1. Ca(2+)‐induced exocytosis and endocytosis were studied by measuring the membrane capacitance of voltage‐clamped peptidergic nerve terminals in slices prepared from the rat posterior pituitary. 2. Depolarizing pulses produced rapid increases in capacitance. These increases varied in parallel with Ca2+ current as voltage was varied. Elimination of Ca2+ current blocked depolarization‐induced capacitance changes. 3. Depolarization‐induced capacitance changes increased with pulse duration. Capacitance changes also increased with integrated Ca2+ influx, but saturated at high levels of Ca2+ entry. This saturation allowed us to estimate a pool size of 190 vesicles, assuming each vesicle has a capacitance of 1 fF. Vesicles from this pool fused with a time constant of 0.43 s.

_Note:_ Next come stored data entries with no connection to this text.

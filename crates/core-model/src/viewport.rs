//! Vertical and horizontal scroll state of the edit surface.
//!
//! Geometry is in pixels relative to the widget's top-left corner. Each
//! line's cached `y` is its *bottom* edge: `(idx - first_line + 1) * pitch`,
//! so a line is on screen when `pitch <= y <= visible_lines * pitch`.

use core_text::{Position, TextBuffer};
use tracing::trace;

/// Range and visible window reported to a scrollbar.
#[derive(Debug, Clone, Copy, PartialEq, Eq, Default)]
pub struct ScrollLimits {
    pub min: u32,
    pub max: u32,
    pub visible_start: u32,
    pub visible_end: u32,
}

#[derive(Debug, Clone, PartialEq, Eq)]
pub struct Viewport {
    first_line: usize,
    x_origin: u32,
    width: u32,
    height: u32,
    line_pitch: u32,
    char_step: u32,
}

impl Viewport {
    /// `char_step` is the horizontal scroll increment (normally the widest
    /// glyph advance of the font).
    pub fn new(width: u32, height: u32, line_pitch: u32, char_step: u32) -> Self {
        Self {
            first_line: 0,
            x_origin: 0,
            width,
            height,
            line_pitch: line_pitch.max(1),
            char_step: char_step.max(1),
        }
    }

    pub fn first_line(&self) -> usize {
        self.first_line
    }

    pub fn x_origin(&self) -> u32 {
        self.x_origin
    }

    pub fn width(&self) -> u32 {
        self.width
    }

    pub fn height(&self) -> u32 {
        self.height
    }

    pub fn line_pitch(&self) -> u32 {
        self.line_pitch
    }

    pub fn char_step(&self) -> u32 {
        self.char_step
    }

    /// Whole lines that fit the height; never zero.
    pub fn visible_lines(&self) -> usize {
        (self.height / self.line_pitch).max(1) as usize
    }

    /// Index one past the last line on screen.
    pub fn last_visible_exclusive(&self) -> usize {
        self.first_line + self.visible_lines()
    }

    /// Columns that surely fit the width for a font whose widest glyph is
    /// `max_advance` pixels.
    pub fn visible_columns_estimate(&self, max_advance: u32) -> usize {
        (self.width / max_advance.max(1)) as usize
    }

    pub fn resize(&mut self, width: u32, height: u32) {
        self.width = width;
        self.height = height;
    }

    pub fn set_metrics(&mut self, line_pitch: u32, char_step: u32) {
        self.line_pitch = line_pitch.max(1);
        self.char_step = char_step.max(1);
    }

    /// Bottom edge of line `idx` relative to the viewport top.
    pub fn line_y(&self, idx: usize) -> i32 {
        let rows = idx as i64 - self.first_line as i64 + 1;
        let y = rows.saturating_mul(i64::from(self.line_pitch));
        y.clamp(i64::from(i32::MIN), i64::from(i32::MAX)) as i32
    }

    pub fn is_y_visible(&self, y: i32) -> bool {
        let low = i64::from(self.line_pitch);
        let high = self.visible_lines() as i64 * i64::from(self.line_pitch);
        (low..=high).contains(&i64::from(y))
    }

    pub fn is_line_visible(&self, idx: usize) -> bool {
        self.is_y_visible(self.line_y(idx))
    }

    /// Re-stamp every line's cached `y` for the current `first_line`.
    pub fn restamp(&self, buffer: &mut TextBuffer) {
        buffer.stamp_y(|idx| self.line_y(idx));
    }

    /// Move up one line. False at the top.
    pub fn scroll_up(&mut self, buffer: &mut TextBuffer) -> bool {
        if self.first_line == 0 {
            return false;
        }
        self.first_line -= 1;
        self.restamp(buffer);
        trace!(target: "model.viewport", first = self.first_line, "scroll_up");
        true
    }

    /// Move down one line. False when the last line is already first.
    pub fn scroll_down(&mut self, buffer: &mut TextBuffer) -> bool {
        if self.first_line + 1 >= buffer.line_count() {
            return false;
        }
        self.first_line += 1;
        self.restamp(buffer);
        trace!(target: "model.viewport", first = self.first_line, "scroll_down");
        true
    }

    /// Scroll by `delta` lines (negative is up); returns the lines actually moved.
    pub fn scroll_lines(&mut self, buffer: &mut TextBuffer, delta: isize) -> usize {
        let before = self.first_line;
        let target = if delta < 0 {
            before.saturating_sub(delta.unsigned_abs())
        } else {
            before.saturating_add(delta as usize)
        };
        self.set_first_line(buffer, target);
        before.abs_diff(self.first_line)
    }

    /// Jump so `line` (clamped) is first. Returns true if it changed.
    pub fn set_first_line(&mut self, buffer: &mut TextBuffer, line: usize) -> bool {
        let line = line.min(buffer.line_count().saturating_sub(1));
        if line == self.first_line {
            return false;
        }
        self.first_line = line;
        self.restamp(buffer);
        trace!(target: "model.viewport", first = line, "first_line_set");
        true
    }

    /// Set the horizontal origin, clamped to the widest line.
    pub fn set_x_origin(&mut self, buffer: &TextBuffer, x: u32) -> bool {
        let x = x.min(buffer.max_line_width());
        if x == self.x_origin {
            return false;
        }
        self.x_origin = x;
        trace!(target: "model.viewport", x_origin = x, "x_origin_set");
        true
    }

    /// Scroll until `cursor` is inside the viewport. Vertical steps are one
    /// line each and horizontal steps one `char_step` each; the net result
    /// is applied with a single restamp. Returns true if anything moved.
    pub fn scroll_to_show(&mut self, buffer: &mut TextBuffer, cursor: Position) -> bool {
        let cursor = buffer.clamp(cursor);
        let mut moved = false;

        let visible = self.visible_lines();
        let first = if cursor.line < self.first_line {
            cursor.line
        } else if cursor.line >= self.first_line + visible {
            cursor.line + 1 - visible
        } else {
            self.first_line
        };
        if first != self.first_line {
            self.first_line = first;
            moved = true;
        }
        if moved || buffer.line(cursor.line).is_some_and(|l| l.y() != self.line_y(cursor.line)) {
            self.restamp(buffer);
        }

        if let Some(line) = buffer.line(cursor.line) {
            let x = i64::from(line.x_at(cursor.col)) - i64::from(self.x_origin);
            let step = i64::from(self.char_step);
            let right = i64::from(self.width.saturating_sub(1));
            let origin = i64::from(self.x_origin);
            let new_origin = if x < 0 {
                let steps = (-x + step - 1) / step;
                (origin - steps * step).max(0)
            } else if x > right {
                let steps = (x - right + step - 1) / step;
                origin + steps * step
            } else {
                origin
            };
            let new_origin = u32::try_from(new_origin).unwrap_or(u32::MAX);
            if new_origin != self.x_origin {
                self.x_origin = new_origin;
                moved = true;
            }
        }

        if moved {
            trace!(
                target: "model.viewport",
                first = self.first_line,
                x_origin = self.x_origin,
                line = cursor.line,
                col = cursor.col,
                "scrolled_to_cursor"
            );
        }
        moved
    }

    /// Map a pixel position (widget-relative) to a text position.
    ///
    /// The row picks the line by pitch, clamped to the buffer. Within the
    /// line the result is one past the last cell whose horizontal midpoint
    /// lies left of the click, or column 0 when there is none.
    pub fn hit_test(&self, buffer: &TextBuffer, px: i32, py: i32) -> Position {
        let row = i64::from(py).div_euclid(i64::from(self.line_pitch));
        let last = buffer.line_count().saturating_sub(1) as i64;
        let line = (self.first_line as i64 + row).clamp(0, last) as usize;
        let x = i64::from(px) + i64::from(self.x_origin);
        let col = buffer
            .line(line)
            .and_then(|l| {
                (0..l.len())
                    .rev()
                    .find(|&i| i64::from(l.x_at(i)) + i64::from(l.cell_width(i) / 2) < x)
            })
            .map_or(0, |i| i + 1);
        Position::new(line, col)
    }

    /// Widget-relative x of `pos` after horizontal scroll.
    pub fn cursor_x(&self, buffer: &TextBuffer, pos: Position) -> i64 {
        let x = buffer.line(pos.line).map_or(0, |l| l.x_at(pos.col));
        i64::from(x) - i64::from(self.x_origin)
    }

    pub fn vertical_limits(&self, buffer: &TextBuffer) -> ScrollLimits {
        let max = buffer.line_count().saturating_sub(1) as u32;
        let start = self.first_line as u32;
        ScrollLimits {
            min: 0,
            max,
            visible_start: start,
            visible_end: start.saturating_add(self.visible_lines() as u32 - 1),
        }
    }

    pub fn horizontal_limits(&self, buffer: &TextBuffer) -> ScrollLimits {
        ScrollLimits {
            min: 0,
            max: buffer.max_line_width(),
            visible_start: self.x_origin,
            visible_end: self.x_origin.saturating_add(self.width.saturating_sub(1)),
        }
    }
}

The capacitance change increased with the first power of integrated Ca2+ influx. 4. Experiments with briefer pulses revealed a rapid component of exocytosis comprising a pool of forty vesicles that fuse with a time constant of 14 ms. This rapid process may reflect a final Ca(2+)‐regulated triggering step, which is distinct from the slower kinetic step revealed by longer duration pulses. The slower step may reflect a priming of vesicles prior to exocytosis. 5. Depolarization‐induced capacitance increases in most cases were followed by a rapid decay in capacitance, reflecting membrane reuptake tightly coupled to exocytosis. A variable amount of rapid endocytosis followed depolarization‐induced capacitance increases. The time constant for rapid endocytosis to baseline was 0.44 s. Excess endocytosis was occasionally observed, with capacitance decaying below the pre‐stimulus baseline with a time constant of 2.1 s. 6. Rapid endocytosis was slower after pulses that produced greater increases in intracellular Ca2+, consistent with the hypothesis that intracellular Ca2+ inhibits rapid endocytosis. 7. Exocytosis follows depolarization with no detectable delay, indicating that Ca2+ triggers neuropeptide secretion from nerve terminals with kinetics comparable to that observed in other rapidly secreting systems.